I just spent a few days in Denmark, one of the sleepy museums. Let’s just say that they may have figured something out as well. We might try to learn a little from them.
Taxes are high, yes: Denmark has the highest tax-to-GDP ratio in the developed world, at 46.6% (compared to 16% in Mexico, 25% in the United States, 33% in the UK, 42% in Italy and so on). On the upside there is no wealth tax.
That money buys a lot. The place is spotless and functional. The people are well-behaved in a way that suggests contentment and trust (I saw practically no jaywalking). Public transport is efficient and clean. The social safety net is real, universal healthcare is beloved, and higher education is free as opposed to the bankruptcy-inducer that it is in the United States.
Consequently, the UN-derived World Happiness Report has Denmark at number 2 in the world after Finland. Sweden, Iceland, Norway and the Netherlands are all near the top as well.
You know who’s nowhere near the top of the list?

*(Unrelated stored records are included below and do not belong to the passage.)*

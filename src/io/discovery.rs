//! Input discovery for image files and directories

use crate::io::configuration::SUPPORTED_EXTENSIONS;
use crate::io::error::{BrandError, Result, file_system};
use std::collections::HashSet;
use std::path::{Path, PathBuf};
use tracing::warn;

/// Check whether a path has a supported image extension (case-insensitive)
pub fn is_supported_image(path: &Path) -> bool {
    path.extension()
        .map(|ext| ext.to_string_lossy().to_ascii_lowercase())
        .is_some_and(|ext| SUPPORTED_EXTENSIONS.contains(&ext.as_str()))
}

/// Ordered, canonical-path-unique set of image files
#[derive(Debug, Default)]
struct Collected {
    paths: Vec<PathBuf>,
    seen: HashSet<PathBuf>,
}

impl Collected {
    fn add_file(&mut self, path: &Path) {
        if !path.is_file() || !is_supported_image(path) {
            return;
        }
        let Ok(canonical) = path.canonicalize() else {
            return;
        };
        if self.seen.insert(canonical.clone()) {
            self.paths.push(canonical);
        }
    }

    fn walk(&mut self, directory: &Path, recursive: bool) -> Result<()> {
        if !directory.is_dir() {
            warn!(directory = %directory.display(), "skipping missing directory");
            return Ok(());
        }

        let mut entries = std::fs::read_dir(directory)
            .map_err(|e| file_system(directory, "read directory", e))?
            .map(|entry| entry.map(|e| e.path()))
            .collect::<std::io::Result<Vec<_>>>()
            .map_err(|e| file_system(directory, "read directory entry", e))?;
        entries.sort();

        for entry in entries {
            if entry.is_dir() {
                if recursive {
                    self.walk(&entry, recursive)?;
                }
            } else {
                self.add_file(&entry);
            }
        }
        Ok(())
    }
}

/// Gather unique image paths from explicit inputs and an optional directory
///
/// Inputs are visited in order; directories are listed in sorted order and
/// descended into only when `recursive` is set. Returned paths are canonical.
///
/// # Errors
///
/// Returns [`BrandError::NoInputs`] when nothing was found, or a file system
/// error when a directory listing fails
pub fn collect_image_paths(
    inputs: &[PathBuf],
    input_dir: Option<&Path>,
    recursive: bool,
) -> Result<Vec<PathBuf>> {
    let mut collected = Collected::default();

    for input in inputs {
        if input.is_dir() {
            collected.walk(input, recursive)?;
        } else {
            collected.add_file(input);
        }
    }

    if let Some(directory) = input_dir {
        collected.walk(directory, recursive)?;
    }

    if collected.paths.is_empty() {
        return Err(BrandError::NoInputs {
            reason: format!(
                "searched {} input(s){}",
                inputs.len(),
                input_dir.map_or_else(String::new, |d| format!(" and '{}'", d.display()))
            ),
        });
    }

    Ok(collected.paths)
}
//! Evidence records produced per image and merged across the asset set
//!
//! All records are plain values: built once by their producer and never
//! mutated afterwards. Label enums serialize as lowercase strings.

use crate::spatial::regions::GridRegion;
use serde::{Deserialize, Serialize};
use std::fmt;
use std::path::{Path, PathBuf};

/// A representative color detected in an image
#[derive(Debug, Clone, PartialEq, Serialize, Deserialize)]
pub struct ColorSwatch {
    /// Uppercase `#RRGGBB` hex code
    pub hex: String,
    /// Nearest named brand color
    pub name: String,
    /// Fraction of sampled pixels attributed to this color
    pub prominence: f64,
    /// Usage tier derived from prominence
    pub usage_hint: String,
}

impl ColorSwatch {
    /// Deduplication key shared by every swatch with the same color
    pub fn key(&self) -> String {
        self.hex.to_uppercase()
    }
}

/// Letter casing of a detected line
#[derive(Debug, Clone, Copy, PartialEq, Eq, Hash, PartialOrd, Ord, Serialize, Deserialize)]
#[serde(rename_all = "lowercase")]
pub enum Casing {
    /// Every letter is uppercase
    Uppercase,
    /// Every letter is lowercase
    Lowercase,
    /// Leading capital followed by mixed letters
    Title,
    /// Anything else, including lines without letters
    Mixed,
}

/// Apparent weight of a detected line
#[derive(Debug, Clone, Copy, PartialEq, Eq, Hash, PartialOrd, Ord, Serialize, Deserialize)]
#[serde(rename_all = "lowercase")]
pub enum Weight {
    /// Short uppercase lines
    Bold,
    /// Neither bold nor running text
    Medium,
    /// Long running text
    Regular,
}

/// Hierarchy level of a detected line
#[derive(Debug, Clone, Copy, PartialEq, Eq, Hash, PartialOrd, Ord, Serialize, Deserialize)]
#[serde(rename_all = "lowercase")]
pub enum Classification {
    /// Short uppercase statements
    Display,
    /// Up to eight words
    Headline,
    /// Longer copy
    Body,
}

/// Orientation of an image derived from its aspect ratio
#[derive(Debug, Clone, Copy, PartialEq, Eq, Hash, Serialize, Deserialize)]
#[serde(rename_all = "lowercase")]
pub enum Orientation {
    /// Wider than tall
    Landscape,
    /// Taller than wide
    Portrait,
    /// Roughly equal sides
    Square,
}

macro_rules! label_display {
    ($ty:ty { $($variant:ident => $label:literal),+ $(,)? }) => {
        impl $ty {
            /// Lowercase label used in evidence and reports
            pub const fn label(self) -> &'static str {
                match self {
                    $(Self::$variant => $label),+
                }
            }
        }

        impl fmt::Display for $ty {
            fn fmt(&self, f: &mut fmt::Formatter<'_>) -> fmt::Result {
                f.write_str(self.label())
            }
        }
    };
}

label_display!(Casing {
    Uppercase => "uppercase",
    Lowercase => "lowercase",
    Title => "title",
    Mixed => "mixed",
});

label_display!(Weight {
    Bold => "bold",
    Medium => "medium",
    Regular => "regular",
});

label_display!(Classification {
    Display => "display",
    Headline => "headline",
    Body => "body",
});

label_display!(Orientation {
    Landscape => "landscape",
    Portrait => "portrait",
    Square => "square",
});

/// Typographic reading of a single detected line
#[derive(Debug, Clone, PartialEq, Eq, Serialize, Deserialize)]
pub struct TypographySample {
    /// Whitespace-normalized line text
    pub text: String,
    /// Letter casing
    pub casing: Casing,
    /// Apparent weight
    pub weight: Weight,
    /// Hierarchy level
    pub classification: Classification,
}

impl TypographySample {
    /// Cross-image deduplication key
    pub const fn key(&self) -> (Classification, Weight, Casing) {
        (self.classification, self.weight, self.casing)
    }
}

/// Composition cues computed from pixel density
#[derive(Debug, Clone, PartialEq, Serialize, Deserialize)]
pub struct LayoutSummary {
    /// Width divided by height
    pub aspect_ratio: f64,
    /// Orientation bucket for the aspect ratio
    pub dominant_orientation: Orientation,
    /// Fraction of near-white pixels
    pub whitespace_ratio: f64,
    /// Dense grid cells in row-major scan order
    pub focal_regions: Vec<GridRegion>,
}

/// All signals collected from a single asset
#[derive(Debug, Clone, PartialEq, Serialize, Deserialize)]
pub struct ImageExtraction {
    /// Path the image was read from
    pub source: PathBuf,
    /// Palette ranked by prominence, descending
    pub colors: Vec<ColorSwatch>,
    /// One sample per distinct detected line
    pub typography: Vec<TypographySample>,
    /// Composition summary
    pub layout: Option<LayoutSummary>,
    /// Raw text lines in detection order
    pub detected_copy: Vec<String>,
    /// Advisory caveats about degraded evidence
    pub notes: Vec<String>,
}

impl ImageExtraction {
    /// File name used when referring to this image in notes
    pub fn display_name(&self) -> String {
        display_name(&self.source)
    }
}

/// File name of a path, or the full path when it has none
pub fn display_name(path: &Path) -> String {
    path.file_name().map_or_else(
        || path.display().to_string(),
        |name| name.to_string_lossy().into_owned(),
    )
}

/// Merged signals across the full asset set
#[derive(Debug, Clone, Default, PartialEq, Serialize, Deserialize)]
pub struct AggregatedEvidence {
    /// Per-image records in input order
    pub images: Vec<ImageExtraction>,
    /// Unique swatches ranked by prominence, descending
    pub palette: Vec<ColorSwatch>,
    /// Samples unique by (classification, weight, casing)
    pub typography: Vec<TypographySample>,
    /// One orientation per image with a layout, not deduplicated
    pub layout_patterns: Vec<Orientation>,
    /// Every detected line in image order
    pub copy_observations: Vec<String>,
    /// Per-image caveats plus low-whitespace warnings
    pub production_notes: Vec<String>,
}

impl AggregatedEvidence {
    /// Layouts of every image that produced one
    pub fn layouts(&self) -> impl Iterator<Item = &LayoutSummary> {
        self.images.iter().filter_map(|image| image.layout.as_ref())
    }
}
//! Dotenv-style credential lookup
//!
//! The file is parsed into a read-only table; the process environment is never
//! modified and always takes precedence over file values.

use crate::io::configuration::API_KEY_VAR;
use crate::io::error::{BrandError, Result, file_system};
use std::collections::HashMap;
use std::path::Path;
use tracing::debug;

/// Key-value pairs read from a dotenv file
#[derive(Debug, Clone, Default, PartialEq, Eq)]
pub struct EnvFile {
    values: HashMap<String, String>,
}

impl EnvFile {
    /// Read a dotenv file, treating a missing file as empty
    ///
    /// # Errors
    ///
    /// Returns a file system error when the file exists but cannot be read
    pub fn load(path: &Path) -> Result<Self> {
        if !path.is_file() {
            debug!(path = %path.display(), "env file not found");
            return Ok(Self::default());
        }
        let contents =
            std::fs::read_to_string(path).map_err(|e| file_system(path, "read env file", e))?;
        Ok(Self::parse(&contents))
    }

    /// Parse `KEY=VALUE` lines, ignoring blanks, comments and malformed lines
    ///
    /// The first definition of a key wins.
    pub fn parse(contents: &str) -> Self {
        let mut values = HashMap::new();
        for line in contents.lines().map(str::trim) {
            if line.is_empty() || line.starts_with('#') {
                continue;
            }
            let Some((key, value)) = line.split_once('=') else {
                continue;
            };
            let key = key.trim();
            if key.is_empty() {
                continue;
            }
            let value = value.trim().trim_matches('"').trim_matches('\'');
            values
                .entry(key.to_string())
                .or_insert_with(|| value.to_string());
        }
        Self { values }
    }

    /// Value stored in the file for `key`
    pub fn get(&self, key: &str) -> Option<&str> {
        self.values.get(key).map(String::as_str)
    }

    /// Process environment value for `key`, falling back to the file
    pub fn lookup(&self, key: &str) -> Option<String> {
        std::env::var(key)
            .ok()
            .filter(|value| !value.is_empty())
            .or_else(|| self.get(key).map(str::to_string))
    }
}

/// Resolve the vision API key from the CLI flag, process environment, then env file
///
/// # Errors
///
/// Returns [`BrandError::MissingApiKey`] when no non-empty key is found
pub fn resolve_api_key(explicit: Option<&str>, env_file: &EnvFile) -> Result<String> {
    explicit
        .map(str::trim)
        .filter(|key| !key.is_empty())
        .map(str::to_string)
        .or_else(|| env_file.lookup(API_KEY_VAR))
        .filter(|key| !key.is_empty())
        .ok_or(BrandError::MissingApiKey)
}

The United States is not.
Perhaps that is because the United States has no healthcare guarantees before retirement and a political culture torn between far-left progressives who think universities should be safe spaces from offense and raging MAGA malcontents who seem consumed with a need to cause it.
It also features the developed world’s highest rate of gun deaths: On a per capita basis, there were 14.6 US gun deaths per 100,000 people in 2021 – about 20 times higher that Denmark, where the figure is under 1. You have to wonder at Americans who think this is a mental health problem unrelated to the US lacking almost any control on gun sales; are Americans 20 times crazier than Danes?
Do the Danes lack such madness because they’re homogeneous?